(Stored data entries)
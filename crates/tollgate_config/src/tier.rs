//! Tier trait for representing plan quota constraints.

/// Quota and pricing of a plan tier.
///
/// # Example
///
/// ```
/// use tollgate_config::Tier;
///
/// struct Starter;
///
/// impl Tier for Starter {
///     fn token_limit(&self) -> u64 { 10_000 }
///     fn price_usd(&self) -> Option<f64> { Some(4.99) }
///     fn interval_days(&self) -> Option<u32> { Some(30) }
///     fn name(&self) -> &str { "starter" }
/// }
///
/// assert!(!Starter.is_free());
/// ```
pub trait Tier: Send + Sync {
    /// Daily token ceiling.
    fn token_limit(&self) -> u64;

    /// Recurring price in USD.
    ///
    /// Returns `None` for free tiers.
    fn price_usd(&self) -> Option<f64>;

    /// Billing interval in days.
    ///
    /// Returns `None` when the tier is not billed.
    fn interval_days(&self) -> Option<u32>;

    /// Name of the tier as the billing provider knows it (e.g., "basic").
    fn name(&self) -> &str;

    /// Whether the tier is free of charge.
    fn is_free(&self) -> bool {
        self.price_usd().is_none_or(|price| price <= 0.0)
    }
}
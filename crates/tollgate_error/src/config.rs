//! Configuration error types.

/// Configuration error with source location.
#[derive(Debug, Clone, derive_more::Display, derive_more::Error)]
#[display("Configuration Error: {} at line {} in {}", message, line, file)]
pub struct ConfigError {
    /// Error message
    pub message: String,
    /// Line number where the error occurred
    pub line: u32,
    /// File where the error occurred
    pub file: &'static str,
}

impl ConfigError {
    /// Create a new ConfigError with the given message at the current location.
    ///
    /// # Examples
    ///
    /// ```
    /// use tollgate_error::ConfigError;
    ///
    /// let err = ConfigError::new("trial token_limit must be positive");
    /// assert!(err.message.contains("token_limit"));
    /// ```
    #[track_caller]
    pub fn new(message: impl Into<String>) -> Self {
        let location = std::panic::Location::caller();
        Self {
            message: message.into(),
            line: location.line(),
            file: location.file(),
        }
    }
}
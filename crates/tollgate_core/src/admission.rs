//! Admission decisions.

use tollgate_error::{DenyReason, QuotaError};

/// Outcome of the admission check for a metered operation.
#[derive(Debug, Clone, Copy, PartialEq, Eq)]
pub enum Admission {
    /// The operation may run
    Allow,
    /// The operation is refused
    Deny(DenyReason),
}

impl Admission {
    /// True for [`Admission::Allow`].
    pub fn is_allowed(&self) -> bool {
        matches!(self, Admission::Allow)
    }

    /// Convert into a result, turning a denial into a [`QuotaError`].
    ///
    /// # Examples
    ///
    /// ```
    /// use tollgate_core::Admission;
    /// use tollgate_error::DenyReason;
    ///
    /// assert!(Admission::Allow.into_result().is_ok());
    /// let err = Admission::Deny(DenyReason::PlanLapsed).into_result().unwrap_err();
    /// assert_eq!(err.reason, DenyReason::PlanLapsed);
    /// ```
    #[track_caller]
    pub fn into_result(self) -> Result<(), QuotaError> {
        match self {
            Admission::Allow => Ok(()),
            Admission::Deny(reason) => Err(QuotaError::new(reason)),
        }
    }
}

* * *

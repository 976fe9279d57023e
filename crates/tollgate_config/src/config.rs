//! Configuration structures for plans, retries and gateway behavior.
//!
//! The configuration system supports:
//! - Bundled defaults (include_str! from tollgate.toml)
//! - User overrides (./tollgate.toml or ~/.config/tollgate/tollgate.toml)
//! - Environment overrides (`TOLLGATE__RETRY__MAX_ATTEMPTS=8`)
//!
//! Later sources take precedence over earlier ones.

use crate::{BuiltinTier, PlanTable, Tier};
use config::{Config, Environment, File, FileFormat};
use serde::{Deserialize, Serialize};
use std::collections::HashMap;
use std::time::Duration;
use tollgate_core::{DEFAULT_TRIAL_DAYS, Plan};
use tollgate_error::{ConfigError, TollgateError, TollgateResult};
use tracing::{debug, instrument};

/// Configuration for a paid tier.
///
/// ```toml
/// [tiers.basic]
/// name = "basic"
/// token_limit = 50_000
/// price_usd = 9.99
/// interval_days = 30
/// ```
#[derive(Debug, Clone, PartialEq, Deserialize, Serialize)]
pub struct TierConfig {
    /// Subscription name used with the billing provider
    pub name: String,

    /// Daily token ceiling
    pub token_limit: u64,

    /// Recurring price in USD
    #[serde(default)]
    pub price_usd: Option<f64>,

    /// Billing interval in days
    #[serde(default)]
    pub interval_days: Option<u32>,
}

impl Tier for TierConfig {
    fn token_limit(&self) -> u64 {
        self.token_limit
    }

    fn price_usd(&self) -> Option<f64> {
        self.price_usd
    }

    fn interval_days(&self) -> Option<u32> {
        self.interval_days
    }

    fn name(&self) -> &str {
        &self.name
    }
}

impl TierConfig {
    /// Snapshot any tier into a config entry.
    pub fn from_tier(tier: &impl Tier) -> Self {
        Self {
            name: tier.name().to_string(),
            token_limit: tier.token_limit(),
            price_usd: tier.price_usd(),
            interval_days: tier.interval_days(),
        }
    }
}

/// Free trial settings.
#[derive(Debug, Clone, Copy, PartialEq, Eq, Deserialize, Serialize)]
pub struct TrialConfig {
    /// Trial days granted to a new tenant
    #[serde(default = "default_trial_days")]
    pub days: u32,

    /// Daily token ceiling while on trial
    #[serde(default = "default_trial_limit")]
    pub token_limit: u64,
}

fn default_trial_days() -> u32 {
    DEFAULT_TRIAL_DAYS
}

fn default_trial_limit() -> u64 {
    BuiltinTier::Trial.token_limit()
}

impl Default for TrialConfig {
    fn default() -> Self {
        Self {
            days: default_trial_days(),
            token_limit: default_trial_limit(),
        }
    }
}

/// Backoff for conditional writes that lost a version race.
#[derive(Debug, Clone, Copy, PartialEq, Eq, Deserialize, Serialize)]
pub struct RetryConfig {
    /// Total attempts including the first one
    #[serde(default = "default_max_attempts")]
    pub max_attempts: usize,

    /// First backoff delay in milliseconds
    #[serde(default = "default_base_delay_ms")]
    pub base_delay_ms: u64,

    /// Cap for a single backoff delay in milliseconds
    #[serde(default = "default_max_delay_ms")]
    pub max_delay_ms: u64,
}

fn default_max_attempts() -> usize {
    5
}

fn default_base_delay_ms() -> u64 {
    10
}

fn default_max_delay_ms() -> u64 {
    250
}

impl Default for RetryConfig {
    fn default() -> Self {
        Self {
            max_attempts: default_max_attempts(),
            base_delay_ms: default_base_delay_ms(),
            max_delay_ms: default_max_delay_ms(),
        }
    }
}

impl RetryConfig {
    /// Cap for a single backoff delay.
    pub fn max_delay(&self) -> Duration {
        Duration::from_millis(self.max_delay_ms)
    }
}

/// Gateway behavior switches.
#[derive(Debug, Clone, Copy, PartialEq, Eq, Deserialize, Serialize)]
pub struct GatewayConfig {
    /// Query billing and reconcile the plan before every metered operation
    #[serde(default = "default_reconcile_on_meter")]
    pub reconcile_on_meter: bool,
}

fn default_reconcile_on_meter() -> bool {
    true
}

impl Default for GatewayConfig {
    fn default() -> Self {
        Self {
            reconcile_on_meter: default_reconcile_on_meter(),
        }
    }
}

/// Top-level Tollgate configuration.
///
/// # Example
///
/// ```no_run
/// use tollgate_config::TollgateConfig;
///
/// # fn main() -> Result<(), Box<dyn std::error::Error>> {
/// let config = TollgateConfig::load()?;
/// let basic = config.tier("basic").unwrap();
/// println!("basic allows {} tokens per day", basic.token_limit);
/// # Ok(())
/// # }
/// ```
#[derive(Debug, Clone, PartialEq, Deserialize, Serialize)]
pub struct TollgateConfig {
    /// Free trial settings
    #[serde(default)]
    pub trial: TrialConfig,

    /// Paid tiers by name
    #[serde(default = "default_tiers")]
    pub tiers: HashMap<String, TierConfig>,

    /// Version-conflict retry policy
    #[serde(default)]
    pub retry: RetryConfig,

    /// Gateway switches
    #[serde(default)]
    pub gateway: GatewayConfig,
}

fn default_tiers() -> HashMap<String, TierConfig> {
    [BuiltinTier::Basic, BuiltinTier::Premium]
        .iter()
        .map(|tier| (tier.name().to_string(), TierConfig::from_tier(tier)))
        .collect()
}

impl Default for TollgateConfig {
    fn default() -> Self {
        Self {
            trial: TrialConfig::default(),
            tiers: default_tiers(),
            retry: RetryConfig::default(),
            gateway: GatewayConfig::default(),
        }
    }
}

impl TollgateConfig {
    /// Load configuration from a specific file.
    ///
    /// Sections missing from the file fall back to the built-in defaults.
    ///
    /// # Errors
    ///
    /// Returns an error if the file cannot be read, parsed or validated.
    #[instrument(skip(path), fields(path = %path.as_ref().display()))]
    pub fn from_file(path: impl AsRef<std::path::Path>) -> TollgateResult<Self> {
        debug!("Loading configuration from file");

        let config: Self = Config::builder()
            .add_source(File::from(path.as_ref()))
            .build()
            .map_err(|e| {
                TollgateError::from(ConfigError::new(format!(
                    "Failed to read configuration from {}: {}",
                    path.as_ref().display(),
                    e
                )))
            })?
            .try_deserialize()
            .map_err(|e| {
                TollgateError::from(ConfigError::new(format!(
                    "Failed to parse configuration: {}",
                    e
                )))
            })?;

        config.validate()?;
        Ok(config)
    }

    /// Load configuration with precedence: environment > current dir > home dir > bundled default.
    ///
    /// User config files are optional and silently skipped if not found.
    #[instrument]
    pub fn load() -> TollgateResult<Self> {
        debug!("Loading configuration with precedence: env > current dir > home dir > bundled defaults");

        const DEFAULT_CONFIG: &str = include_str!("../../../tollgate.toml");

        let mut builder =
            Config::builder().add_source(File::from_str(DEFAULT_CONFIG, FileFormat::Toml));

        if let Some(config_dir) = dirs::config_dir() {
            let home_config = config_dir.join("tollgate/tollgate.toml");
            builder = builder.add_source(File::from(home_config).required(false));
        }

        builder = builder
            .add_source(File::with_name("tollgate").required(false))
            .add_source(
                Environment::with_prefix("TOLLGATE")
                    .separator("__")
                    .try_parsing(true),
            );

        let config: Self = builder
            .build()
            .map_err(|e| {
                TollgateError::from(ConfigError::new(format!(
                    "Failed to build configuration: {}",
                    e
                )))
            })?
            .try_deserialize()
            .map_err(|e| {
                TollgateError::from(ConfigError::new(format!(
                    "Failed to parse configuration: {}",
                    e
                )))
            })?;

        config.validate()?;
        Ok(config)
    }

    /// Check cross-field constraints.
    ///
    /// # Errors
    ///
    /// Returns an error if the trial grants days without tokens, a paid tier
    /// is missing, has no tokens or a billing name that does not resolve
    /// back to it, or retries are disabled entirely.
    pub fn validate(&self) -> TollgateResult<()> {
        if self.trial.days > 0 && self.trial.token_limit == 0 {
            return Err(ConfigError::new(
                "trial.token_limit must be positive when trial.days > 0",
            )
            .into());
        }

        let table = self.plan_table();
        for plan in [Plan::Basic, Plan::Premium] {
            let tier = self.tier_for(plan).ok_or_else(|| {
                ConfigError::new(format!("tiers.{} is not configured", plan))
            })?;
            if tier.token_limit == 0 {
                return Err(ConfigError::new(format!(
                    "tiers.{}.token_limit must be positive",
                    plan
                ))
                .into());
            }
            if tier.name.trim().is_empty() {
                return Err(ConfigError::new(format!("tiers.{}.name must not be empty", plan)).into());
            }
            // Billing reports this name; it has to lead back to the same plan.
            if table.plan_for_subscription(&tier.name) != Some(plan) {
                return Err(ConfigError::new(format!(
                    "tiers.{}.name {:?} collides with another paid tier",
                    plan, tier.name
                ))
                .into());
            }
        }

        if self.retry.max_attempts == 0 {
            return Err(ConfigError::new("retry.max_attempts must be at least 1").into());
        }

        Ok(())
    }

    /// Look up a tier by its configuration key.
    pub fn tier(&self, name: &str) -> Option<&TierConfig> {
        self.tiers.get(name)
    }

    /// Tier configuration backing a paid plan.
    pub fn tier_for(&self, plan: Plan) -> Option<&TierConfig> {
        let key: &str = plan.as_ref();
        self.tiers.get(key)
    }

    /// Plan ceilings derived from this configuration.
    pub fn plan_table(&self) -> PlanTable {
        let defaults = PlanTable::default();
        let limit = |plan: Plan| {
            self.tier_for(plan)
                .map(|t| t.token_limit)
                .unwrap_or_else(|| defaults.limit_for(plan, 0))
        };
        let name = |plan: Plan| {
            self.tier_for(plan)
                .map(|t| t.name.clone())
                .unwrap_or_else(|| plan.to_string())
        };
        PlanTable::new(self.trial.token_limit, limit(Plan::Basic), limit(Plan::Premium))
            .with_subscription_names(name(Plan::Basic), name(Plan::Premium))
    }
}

** TASK OBJECTIVE **
Of all the entries above, output exactly the lines between the one holding "a config entry." and the one holding "Free trial settings.", inclusive.

** RESPONSE AREA **
    /// Snapshot any tier into a config entry.
    pub fn from_tier(tier: &impl Tier) -> Self {
        Self {
            name: tier.name().to_string(),
            token_limit: tier.token_limit(),
            price_usd: tier.price_usd(),
            interval_days: tier.interval_days(),
        }
    }
}

/// Free trial settings.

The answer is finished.